--- SUPPLIED ENTRIES ---
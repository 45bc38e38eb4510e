mod common;

use sqlite_cachedb::prelude::*;

async fn seed(db: &CacheDb) -> Result<(), CacheDbError> {
    db.execute_script(
        "INSERT INTO Torrent (torrent_id, name) VALUES (1, 'named'), (2, NULL), (3, NULL);
         INSERT INTO _ChannelTorrents (torrent_id) VALUES (3);
         INSERT INTO CollectedTorrent (torrent_id) VALUES (1);
         INSERT INTO TorrentFiles (torrent_id, path) VALUES (1, 'a'), (1, 'b'), (2, 'c');",
    )
    .await
}

#[tokio::test(flavor = "multi_thread")]
async fn default_housekeeping_prunes_and_vacuums() -> Result<(), Box<dyn std::error::Error>> {
    let dir = tempfile::tempdir()?;
    let db = CacheDb::initialize(common::store_options(dir.path())?).await?;
    db.initial_begin().await?;
    seed(&db).await?;

    // Two files of the collected torrent, one unnamed torrent outside any channel.
    let removed = db.clean_db(true, false).await?;
    assert_eq!(removed, 3);
    assert_eq!(db.size("TorrentFiles").await?, 1);
    let remaining: Vec<i64> = db
        .get_all(Select::from("Torrent").column("torrent_id").order_by("torrent_id"))
        .await?
        .iter()
        .filter_map(|row| row.get("torrent_id").and_then(RowValues::as_int).copied())
        .collect();
    assert_eq!(remaining, [1, 3]);

    let stats = db.transaction_stats().await?;
    assert_eq!((stats.commits, stats.vacuums), (1, 1));
    assert!(!stats.pending);
    assert_eq!(db.version(), Some(common::SCHEMA_VERSION));
    db.close().await?;
    Ok(())
}

#[tokio::test(flavor = "multi_thread")]
async fn clean_without_vacuum_leaves_writes_pending() -> Result<(), Box<dyn std::error::Error>> {
    let dir = tempfile::tempdir()?;
    let mut options = common::store_options(dir.path())?;
    options.housekeeping = vec!["DELETE FROM Peer WHERE last_seen < 10".into()];
    let db = CacheDb::initialize(options).await?;
    db.initial_begin().await?;
    db.insert_many(
        InsertMany::into("Peer")
            .columns(["name", "last_seen"])
            .rows([
                vec![RowValues::from("stale"), RowValues::Int(1)],
                vec![RowValues::from("fresh"), RowValues::Int(50)],
            ]),
    )
    .await?;
    db.commit_now(false, false).await?;

    assert_eq!(db.clean_db(false, false).await?, 1);
    let stats = db.transaction_stats().await?;
    assert!(stats.pending);
    assert_eq!((stats.commits, stats.vacuums), (1, 0));

    db.commit_now(false, true).await?;
    assert_eq!(db.size("Peer").await?, 1);
    db.close().await?;
    Ok(())
}

#[tokio::test(flavor = "multi_thread")]
async fn failing_housekeeping_statement_is_reported() -> Result<(), Box<dyn std::error::Error>> {
    let dir = tempfile::tempdir()?;
    let mut options = common::store_options(dir.path())?;
    options.housekeeping = vec!["DELETE FROM NoSuchTable WHERE x = 1".into()];
    let db = CacheDb::initialize(options).await?;
    db.initial_begin().await?;

    let err = db.clean_db(false, false).await.unwrap_err();
    assert!(matches!(err, CacheDbError::SqliteError(_)), "{err}");
    assert!(!err.is_contention());

    let err = db.clean_db(true, false).await.unwrap_err();
    assert!(matches!(err, CacheDbError::SqliteError(_)), "{err}");
    assert_eq!(db.transaction_stats().await?.vacuums, 0);
    db.close().await?;
    Ok(())
}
---
• PROBLEM DESCRIPTION
Beginning with the line that holds "assert_eq!(db.version(), Some(common::SCHEMA_VERSION));" and ending with the last line of the data, copy each line exactly and add nothing.

• SOLVED PROBLEM
    assert_eq!(db.version(), Some(common::SCHEMA_VERSION));
    db.close().await?;
    Ok(())
}

#[tokio::test(flavor = "multi_thread")]
async fn clean_without_vacuum_leaves_writes_pending() -> Result<(), Box<dyn std::error::Error>> {
    let dir = tempfile::tempdir()?;
    let mut options = common::store_options(dir.path())?;
    options.housekeeping = vec!["DELETE FROM Peer WHERE last_seen < 10".into()];
    let db = CacheDb::initialize(options).await?;
    db.initial_begin().await?;
    db.insert_many(
        InsertMany::into("Peer")
            .columns(["name", "last_seen"])
            .rows([
                vec![RowValues::from("stale"), RowValues::Int(1)],
                vec![RowValues::from("fresh"), RowValues::Int(50)],
            ]),
    )
    .await?;
    db.commit_now(false, false).await?;

    assert_eq!(db.clean_db(false, false).await?, 1);
    let stats = db.transaction_stats().await?;
    assert!(stats.pending);
    assert_eq!((stats.commits, stats.vacuums), (1, 0));

    db.commit_now(false, true).await?;
    assert_eq!(db.size("Peer").await?, 1);
    db.close().await?;
    Ok(())
}

#[tokio::test(flavor = "multi_thread")]
async fn failing_housekeeping_statement_is_reported() -> Result<(), Box<dyn std::error::Error>> {
    let dir = tempfile::tempdir()?;
    let mut options = common::store_options(dir.path())?;
    options.housekeeping = vec!["DELETE FROM NoSuchTable WHERE x = 1".into()];
    let db = CacheDb::initialize(options).await?;
    db.initial_begin().await?;

    let err = db.clean_db(false, false).await.unwrap_err();
    assert!(matches!(err, CacheDbError::SqliteError(_)), "{err}");
    assert!(!err.is_contention());

    let err = db.clean_db(true, false).await.unwrap_err();
    assert!(matches!(err, CacheDbError::SqliteError(_)), "{err}");
    assert_eq!(db.transaction_stats().await?.vacuums, 0);
    db.close().await?;
    Ok(())
}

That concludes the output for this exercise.